Gimble Turen and Fang
When the Monastery of the Magi was burned to the ground by Kieyenna the Doomstaff, many of the gnomes who had served the wizards there escaped into the surrounding wilderness. Many lost their lives to the chill of the winter, but those that survived eked out a living and soon grew hardy and tenacious. They befriended the wolf packs of the mountains, providing them with warmth and shelter in exchange for help hunting food. Thus, the feral mountain gnomes had their start, and some believe a remnant of their tribe remains to this day.
Gimble Turen was one of the first generation of these gnomes born and raised in the wilderness. As a boy, he seemed more animal than gnome, preferring to play with the wolf cubs rather than his own people. He became particularly close with a young wolf the tribe called Fang, and over time the two grew inseparable. Gimble learned to hunt from Fang’s back, bringing down prey with his sling as the wolf bounded through the woods. As he grew to be a formidable warrior, Gimble’s tribe told him of Kieyenna the Doomstaff, the cursed magus who had slaughtered many of their kinsman. Gimble took their blood-grudge to heart, and when he was ready he left the mountains for his greatest hunt yet.

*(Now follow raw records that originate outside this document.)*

//! Main controller implementation.
//!
//! This module contains the `Controller` struct that drives the checkpoint
//! loop: fetch pods from the kubelet, reconcile, sleep, repeat. Passes never
//! overlap, so the manifest and secrets directories have a single writer.

use crate::config::CheckpointConfig;
use crate::error::ControllerError;
use crate::reconciler::Reconciler;
use crate::secrets::{SecretMaterializer, SecretSource};
use crate::state::{ControlPlaneState, StateClassifier};
use kubelet_client::{KubeletClientTrait, PodSnapshot};
use static_pods::{ManifestStore, ManifestTemplate};
use std::sync::Arc;
use std::time::Duration;
use tracing::{debug, error, info, warn};

/// Main controller for apiserver checkpointing.
pub struct Controller {
    kubelet: Arc<dyn KubeletClientTrait>,
    reconciler: Reconciler,
    interval: Duration,
}

impl Controller {
    /// Creates a new controller instance.
    pub fn new(
        kubelet: Arc<dyn KubeletClientTrait>,
        reconciler: Reconciler,
        interval: Duration,
    ) -> Self {
        Self {
            kubelet,
            reconciler,
            interval,
        }
    }

    /// Wires up a controller from configuration and its external clients.
    pub fn from_config(
        config: &CheckpointConfig,
        kubelet: Arc<dyn KubeletClientTrait>,
        secrets: Arc<dyn SecretSource>,
        template: ManifestTemplate,
    ) -> Self {
        let reconciler = Reconciler::new(
            StateClassifier::new(config.system_namespace.clone()),
            SecretMaterializer::new(config.secrets_dir.clone(), config.system_namespace.clone()),
            secrets,
            template,
            ManifestStore::new(
                config.active_manifest_dir.clone(),
                config.standby_manifest_dir.clone(),
                config.manifest_filename.clone(),
            ),
        );
        Self::new(kubelet, reconciler, config.interval)
    }

    /// Fetch the current pods. An unreachable or misbehaving kubelet is
    /// logged and reported as an empty snapshot; the next pass retries.
    pub async fn observe(&self) -> PodSnapshot {
        match self.kubelet.list_pods().await {
            Ok(snapshot) => snapshot,
            Err(e) => {
                warn!(url = %self.kubelet.pods_url(), error = %e, "Failed to list pods, treating as none running");
                PodSnapshot::default()
            }
        }
    }

    /// Runs a single observe-and-reconcile pass.
    pub async fn run_once(&self) -> Result<ControlPlaneState, ControllerError> {
        let snapshot = self.observe().await;
        self.reconciler.reconcile(&snapshot).await
    }

    /// Runs the controller until a fatal error occurs.
    pub async fn run(&self) -> Result<(), ControllerError> {
        info!("Begin apiserver checkpointing");

        loop {
            match self.run_once().await {
                Ok(state) => debug!(%state, "Checkpoint pass complete"),
                Err(e) if e.is_fatal() => {
                    error!(error = %e, "Checkpoint pass failed fatally, exiting");
                    return Err(e);
                }
                Err(e) => warn!(error = %e, "Checkpoint pass failed, retrying next interval"),
            }

            tokio::time::sleep(self.interval).await;
        }
    }
}

#[cfg(test)]
mod tests {
    use super::*;
    use crate::test_utils::{MockSecretSource, apiserver_secret, primary_apiserver_pod};
    use kubelet_client::MockKubeletClient;
    use tempfile::TempDir;

    struct Fixture {
        root: TempDir,
        kubelet: MockKubeletClient,
        controller: Controller,
    }

    fn fixture(source: MockSecretSource) -> Fixture {
        let root = TempDir::new().unwrap();
        let config = CheckpointConfig {
            active_manifest_dir: root.path().join("active"),
            standby_manifest_dir: root.path().join("standby"),
            secrets_dir: root.path().join("checkpoint-secrets"),
            interval: Duration::from_millis(10),
            ..Default::default()
        };
        std::fs::create_dir(&config.active_manifest_dir).unwrap();
        std::fs::create_dir(&config.standby_manifest_dir).unwrap();

        let kubelet = MockKubeletClient::new(&config.kubelet_pods_url);
        let controller = Controller::from_config(
            &config,
            Arc::new(kubelet.clone()),
            Arc::new(source),
            ManifestTemplate::embedded().unwrap(),
        );

        Fixture {
            root,
            kubelet,
            controller,
        }
    }

    #[tokio::test]
    async fn test_unreachable_kubelet_promotes_standby() {
        let f = fixture(MockSecretSource::new());
        std::fs::write(f.root.path().join("standby/apiserver.json"), b"known-good").unwrap();
        f.kubelet.set_unreachable();

        let state = f.controller.run_once().await.unwrap();

        assert_eq!(state, ControlPlaneState::NoneRunning);
        assert_eq!(
            std::fs::read(f.root.path().join("active/apiserver.json")).unwrap(),
            b"known-good"
        );
    }

    #[tokio::test]
    async fn test_each_pass_uses_a_fresh_snapshot() {
        let source = MockSecretSource::new();
        source.add_secret("kube-system", "kube-apiserver", apiserver_secret());
        let f = fixture(source);

        f.kubelet
            .set_pods(vec![primary_apiserver_pod("kube-apiserver-xyz", "kube-system")]);
        assert_eq!(f.controller.run_once().await.unwrap(), ControlPlaneState::PrimaryRunning);

        f.kubelet.set_pods(Vec::new());
        assert_eq!(f.controller.run_once().await.unwrap(), ControlPlaneState::NoneRunning);
        assert_eq!(
            std::fs::read(f.root.path().join("active/apiserver.json")).unwrap(),
            std::fs::read(f.root.path().join("standby/apiserver.json")).unwrap()
        );
        assert_eq!(f.kubelet.request_count(), 2);
    }

    #[tokio::test]
    async fn test_run_exits_on_fatal_error() {
        // No secret in the source: checkpointing the primary is fatal.
        let f = fixture(MockSecretSource::new());
        f.kubelet
            .set_pods(vec![primary_apiserver_pod("kube-apiserver-xyz", "kube-system")]);

        let result = tokio::time::timeout(Duration::from_secs(5), f.controller.run())
            .await
            .expect("run should return on a fatal error");

        assert!(matches!(result, Err(ControllerError::SecretNotFound { .. })));
        assert_eq!(f.kubelet.request_count(), 1);
    }

    #[tokio::test]
    async fn test_run_keeps_going_on_transient_errors() {
        let f = fixture(MockSecretSource::new());
        f.kubelet.set_unreachable();

        // The loop never returns on its own; it is still polling after several intervals.
        let result = tokio::time::timeout(Duration::from_millis(100), f.controller.run()).await;

        assert!(result.is_err());
        assert!(f.kubelet.request_count() >= 2);
    }
}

He tracked Kieyenna for months, to no avail. On his journey he met the Undine monk Pari Marius, who was similarly determined to bring Kieyenna to justice and correct the imbalance she had caused. Frustrated in their search, the two of them called upon Lissi Lightbreeze, a famed arcanist who used her magical abilities to pinpoint Kieyenna’s location in Two Rivers. The three of them managed to board Kieyenna’s ship as she attempted to flee, and they faced off against her at sea during a terrible storm. Even in her diminished state, Kieyenna was far too strong for the three of them to overcome. In a desperate gambit, Gimble occupied Kieyenna’s attention while Pari lured a massive leviathan from the depths of the ocean. Kieyenna and her pursuers were swallowed whole, and Gimble’s grudge was finally satisfied.